5.5 qts entered the valve cover and went missing. Things established so far are that the oil is not on the ground or in the oil pan. It has not made it to the pan in a day. Car produces incredible amounts of blue gray oil smoke when started, so some (most?) is certainly in the cylinders. I suspect SloopJohnB's hypothesis about plugged oil passages might be correct.

I am thinking I will drop the pan tonight or tomorrow and see if I can determine where the blockage might be, but fear I will be wasting time.
Oil is not in cylinders…oil is incompressible so if it were IN the cylinders the engine would be hydrolocked if not damaged. Engine runs, ergo not in cylinders.
That doesn't mean oil isn't getting into cylinders when engine is running…chiefly through the valve seals because chances are you have 5.5L less whatever has been sucked into the PCV system in the right side (oil fill port) cylinder head.

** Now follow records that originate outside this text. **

//! Error types for service registration and resolution.

use crate::ServiceName;
use thiserror::Error;

/// Errors raised by a [`Container`](crate::Container) and its collaborators.
///
/// Every variant carries the offending service name so callers can match on it.
#[derive(Debug, Clone, PartialEq, Eq, Error)]
pub enum DiError {
	/// No factory for the name exists anywhere in the parent chain.
	#[error("Unknown Service '{0}'")]
	MissingService(ServiceName),

	/// The name is already registered in the same container.
	#[error("Duplicate Service Name '{0}'")]
	DuplicateService(ServiceName),

	/// Neither the environment nor the parent chain can supply the service.
	#[error(
		"Could not find an environment variable named {variable} nor a service named '{name}' in the parent container"
	)]
	EnvironmentVariableNotFound {
		name: ServiceName,
		variable: String,
	},

	/// The cached instance is not of the requested type.
	#[error("Service '{name}' is not of type {expected}")]
	TypeMismatch {
		name: ServiceName,
		expected: &'static str,
	},

	/// A factory failed to construct its service.
	#[error("Provider error for service '{name}': {message}")]
	Provider { name: ServiceName, message: String },
}

impl DiError {
	/// Builds a [`DiError::Provider`] for a factory that failed.
	///
	/// # Examples
	///
	/// ```
	/// use dim_di::DiError;
	///
	/// let err = DiError::provider("database", "connection refused");
	/// assert_eq!(
	///     err.to_string(),
	///     "Provider error for service 'database': connection refused"
	/// );
	/// ```
	pub fn provider(name: impl Into<ServiceName>, message: impl Into<String>) -> Self {
		Self::Provider {
			name: name.into(),
			message: message.into(),
		}
	}

	/// The service name this error is about.
	pub fn service_name(&self) -> &ServiceName {
		match self {
			Self::MissingService(name) | Self::DuplicateService(name) => name,
			Self::EnvironmentVariableNotFound { name, .. }
			| Self::TypeMismatch { name, .. }
			| Self::Provider { name, .. } => name,
		}
	}
}

/// Result type alias for container operations.
pub type DiResult<T> = Result<T, DiError>;

#[cfg(test)]
mod tests {
	use super::*;
	use rstest::rstest;

	#[rstest]
	#[case(DiError::MissingService("not_here".into()), "Unknown Service 'not_here'")]
	#[case(DiError::DuplicateService("app".into()), "Duplicate Service Name 'app'")]
	#[case(
		DiError::TypeMismatch { name: "db".into(), expected: "u32" },
		"Service 'db' is not of type u32"
	)]
	fn test_messages_name_the_service(#[case] err: DiError, #[case] expected: &str) {
		assert_eq!(err.to_string(), expected);
	}

	#[rstest]
	fn test_env_error_mentions_variable_and_name() {
		let err = DiError::EnvironmentVariableNotFound {
			name: "home_dir".into(),
			variable: "HOME_DIR".to_string(),
		};

		let message = err.to_string();

		assert!(message.contains("HOME_DIR"));
		assert!(message.contains("'home_dir'"));
		assert_eq!(err.service_name(), "home_dir");
	}
}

If you remove that valve cover you may see a lot of oil and be able to run a rifle brush or coat hanger wire down the drain hole(s) from the head into the crankcase. If you don't see a lot of oil, the oil is in the PCV system/hoses. Time to start removing hoses…find the lowest one and open it at a connector or like most people do just cut the #$%@#$% thing off and replace it with new ones…spendy, but chances are your PCV hoses are toast or plugged anyway.

Back to the future….if you pour oil into the head (oil filler port) and it doesn't make it to the crankcase the drain to the crankcase is plugged…it needs to be unplugged. Whether you have oil in the head or it all got into the PCV you still need to pull the cam cover(s).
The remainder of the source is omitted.